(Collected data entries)

"""

//! A small bencode utility, kept deliberately separate from the
//! `serde_bencode` derive path used by [`crate::metainfo`]. Its only job in
//! this crate is the one spec.md calls out explicitly: locating the exact
//! byte span of a value inside the original buffer, so `info_hash` never
//! depends on re-encode fidelity.
//!
//! The decoder also backs tracker response parsing, where the `peers` key
//! can be either a raw byte string or a list of dicts and a typed
//! `serde_bencode` struct would need a custom visitor either way.

use std::collections::BTreeMap;
use std::fmt;

#[derive(Debug, Clone, PartialEq, Eq)]
pub enum Value {
    Int(i64),
    Bytes(Vec<u8>),
    List(Vec<Value>),
    Dict(BTreeMap<Vec<u8>, Value>),
}

#[derive(Debug)]
pub struct DecodeError(pub String);

impl fmt::Display for DecodeError {
    fn fmt(&self, f: &mut fmt::Formatter<'_>) -> fmt::Result {
        write!(f, "bencode decode error: {}", self.0)
    }
}
impl std::error::Error for DecodeError {}

impl Value {
    pub fn as_dict(&self) -> Option<&BTreeMap<Vec<u8>, Value>> {
        match self {
            Value::Dict(d) => Some(d),
            _ => None,
        }
    }

    pub fn as_list(&self) -> Option<&[Value]> {
        match self {
            Value::List(l) => Some(l),
            _ => None,
        }
    }

    pub fn as_bytes(&self) -> Option<&[u8]> {
        match self {
            Value::Bytes(b) => Some(b),
            _ => None,
        }
    }

    pub fn as_int(&self) -> Option<i64> {
        match self {
            Value::Int(i) => Some(*i),
            _ => None,
        }
    }

    pub fn get(&self, key: &str) -> Option<&Value> {
        self.as_dict()?.get(key.as_bytes())
    }
}

/// Decodes a single bencoded value starting at `input[0]`, returning the
/// value and the number of bytes consumed.
pub fn decode(input: &[u8]) -> Result<(Value, usize), DecodeError> {
    if input.is_empty() {
        return Err(DecodeError("unexpected end of input".into()));
    }
    match input[0] {
        b'i' => decode_int(input),
        b'l' => decode_list(input),
        b'd' => decode_dict(input),
        b'0'..=b'9' => decode_bytes(input),
        other => Err(DecodeError(format!("unexpected leading byte {other:?}"))),
    }
}

fn decode_int(input: &[u8]) -> Result<(Value, usize), DecodeError> {
    let end = find(input, b'e', 1)?;
    let s = std::str::from_utf8(&input[1..end])
        .map_err(|_| DecodeError("integer is not valid utf8".into()))?;
    if s.starts_with("-0") || (s.starts_with('0') && s != "0") {
        return Err(DecodeError(format!("non-canonical integer form {s:?}")));
    }
    let n: i64 = s
        .parse()
        .map_err(|_| DecodeError(format!("invalid integer {s:?}")))?;
    Ok((Value::Int(n), end + 1))
}

fn decode_bytes(input: &[u8]) -> Result<(Value, usize), DecodeError> {
    let colon = find(input, b':', 0)?;
    let len_str = std::str::from_utf8(&input[..colon])
        .map_err(|_| DecodeError("length prefix is not valid utf8".into()))?;
    let len: usize = len_str
        .parse()
        .map_err(|_| DecodeError(format!("invalid byte-string length {len_str:?}")))?;
    let start = colon + 1;
    let end = start
        .checked_add(len)
        .filter(|&e| e <= input.len())
        .ok_or_else(|| DecodeError("byte string runs past end of input".into()))?;
    Ok((Value::Bytes(input[start..end].to_vec()), end))
}

fn decode_list(input: &[u8]) -> Result<(Value, usize), DecodeError> {
    let mut pos = 1;
    let mut items = Vec::new();
    loop {
        if pos >= input.len() {
            return Err(DecodeError("unterminated list".into()));
        }
        if input[pos] == b'e' {
            return Ok((Value::List(items), pos + 1));
        }
        let (value, consumed) = decode(&input[pos..])?;
        items.push(value);
        pos += consumed;
    }
}

fn decode_dict(input: &[u8]) -> Result<(Value, usize), DecodeError> {
    let mut pos = 1;
    let mut map = BTreeMap::new();
    loop {
        if pos >= input.len() {
            return Err(DecodeError("unterminated dict".into()));
        }
        if input[pos] == b'e' {
            return Ok((Value::Dict(map), pos + 1));
        }
        let (key, consumed) = decode_bytes(&input[pos..])?;
        pos += consumed;
        let key = match key {
            Value::Bytes(b) => b,
            _ => unreachable!(),
        };
        let (value, consumed) = decode(&input[pos..])?;
        pos += consumed;
        map.insert(key, value);
    }
}

fn find(haystack: &[u8], needle: u8, from: usize) -> Result<usize, DecodeError> {
    haystack[from..]
        .iter()
        .position(|&b| b == needle)
        .map(|p| p + from)
        .ok_or_else(|| DecodeError(format!("expected {:?}", needle as char)))
}

/// Canonical byte-exact encoding: `i<n>e` integers, `<len>:<bytes>` strings,
/// dict keys sorted lexicographically by byte value.
pub fn encode(value: &Value) -> Vec<u8> {
    let mut out = Vec::new();
    encode_into(value, &mut out);
    out
}

fn encode_into(value: &Value, out: &mut Vec<u8>) {
    match value {
        Value::Int(n) => {
            out.push(b'i');
            out.extend_from_slice(n.to_string().as_bytes());
            out.push(b'e');
        }
        Value::Bytes(b) => {
            out.extend_from_slice(b.len().to_string().as_bytes());
            out.push(b':');
            out.extend_from_slice(b);
        }
        Value::List(items) => {
            out.push(b'l');
            for item in items {
                encode_into(item, out);
            }
            out.push(b'e');
        }
        Value::Dict(map) => {
            out.push(b'd');
            // BTreeMap<Vec<u8>, _> already iterates in byte-lexicographic order.
            for (k, v) in map {
                encode_into(&Value::Bytes(k.clone()), out);
                encode_into(v, out);
            }
            out.push(b'e');
        }
    }
}

/// Finds the byte span `[start, end)` of the value associated with
/// `top_level_key` in the top-level dict encoded in `input`, without
/// materializing any value. Used to compute `info_hash` from the exact
/// bytes the torrent file shipped with, per spec.md's design notes.
pub fn raw_span(input: &[u8], top_level_key: &[u8]) -> Result<(usize, usize), DecodeError> {
    if input.is_empty() || input[0] != b'd' {
        return Err(DecodeError("expected a top-level dict".into()));
    }
    let mut pos = 1;
    loop {
        if pos >= input.len() {
            return Err(DecodeError("unterminated dict".into()));
        }
        if input[pos] == b'e' {
            return Err(DecodeError(format!(
                "key {:?} not found",
                String::from_utf8_lossy(top_level_key)
            )));
        }
        let (key, consumed) = decode_bytes(&input[pos..])?;
        pos += consumed;
        let key = match key {
            Value::Bytes(b) => b,
            _ => unreachable!(),
        };
        let value_start = pos;
        let (_, consumed) = decode(&input[pos..])?;
        let value_end = pos + consumed;
        if key == top_level_key {
            return Ok((value_start, value_end));
        }
        pos = value_end;
    }
}

#[cfg(test)]
mod tests {
    use super::*;

    #[test]
    fn decodes_integer() {
        let (v, n) = decode(b"i42e").unwrap();
        assert_eq!(v, Value::Int(42));
        assert_eq!(n, 4);
    }

    #[test]
    fn decodes_negative_integer() {
        let (v, _) = decode(b"i-42e").unwrap();
        assert_eq!(v, Value::Int(-42));
    }

    #[test]
    fn rejects_negative_zero() {
        assert!(decode(b"i-0e").is_err());
    }

    #[test]
    fn rejects_leading_zero() {
        assert!(decode(b"i03e").is_err());
    }

    #[test]
    fn decodes_byte_string() {
        let (v, n) = decode(b"4:spam").unwrap();
        assert_eq!(v, Value::Bytes(b"spam".to_vec()));
        assert_eq!(n, 6);
    }

    #[test]
    fn decodes_list() {
        let (v, _) = decode(b"l4:spam4:eggse").unwrap();
        assert_eq!(
            v,
            Value::List(vec![
                Value::Bytes(b"spam".to_vec()),
                Value::Bytes(b"eggs".to_vec())
            ])
        );
    }

    #[test]
    fn decodes_dict_sorted_roundtrip() {
        let input = b"d3:cow3:moo4:spam4:eggse";
        let (v, _) = decode(input).unwrap();
        let out = encode(&v);
        assert_eq!(out, input);
    }

    #[test]
    fn encode_sorts_keys() {
        let mut map = BTreeMap::new();
        map.insert(b"zzz".to_vec(), Value::Int(1));
        map.insert(b"aaa".to_vec(), Value::Int(2));
        let out = encode(&Value::Dict(map));
        assert_eq!(out, b"d3:aaai2e3:zzzi1ee");
    }

    #[test]
    fn raw_span_finds_inner_value_bytes() {
        let input = b"d4:infod4:name3:fooee";
        let (start, end) = raw_span(input, b"info").unwrap();
        assert_eq!(&input[start..end], b"d4:name3:fooe");
    }

    #[test]
    fn raw_span_missing_key_errors() {
        let input = b"d3:foo3:bare";
        assert!(raw_span(input, b"info").is_err());
    }
}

"""

What to do: How many lines above contain the word "haystack"? Reply with only the number.

Solved problem: 2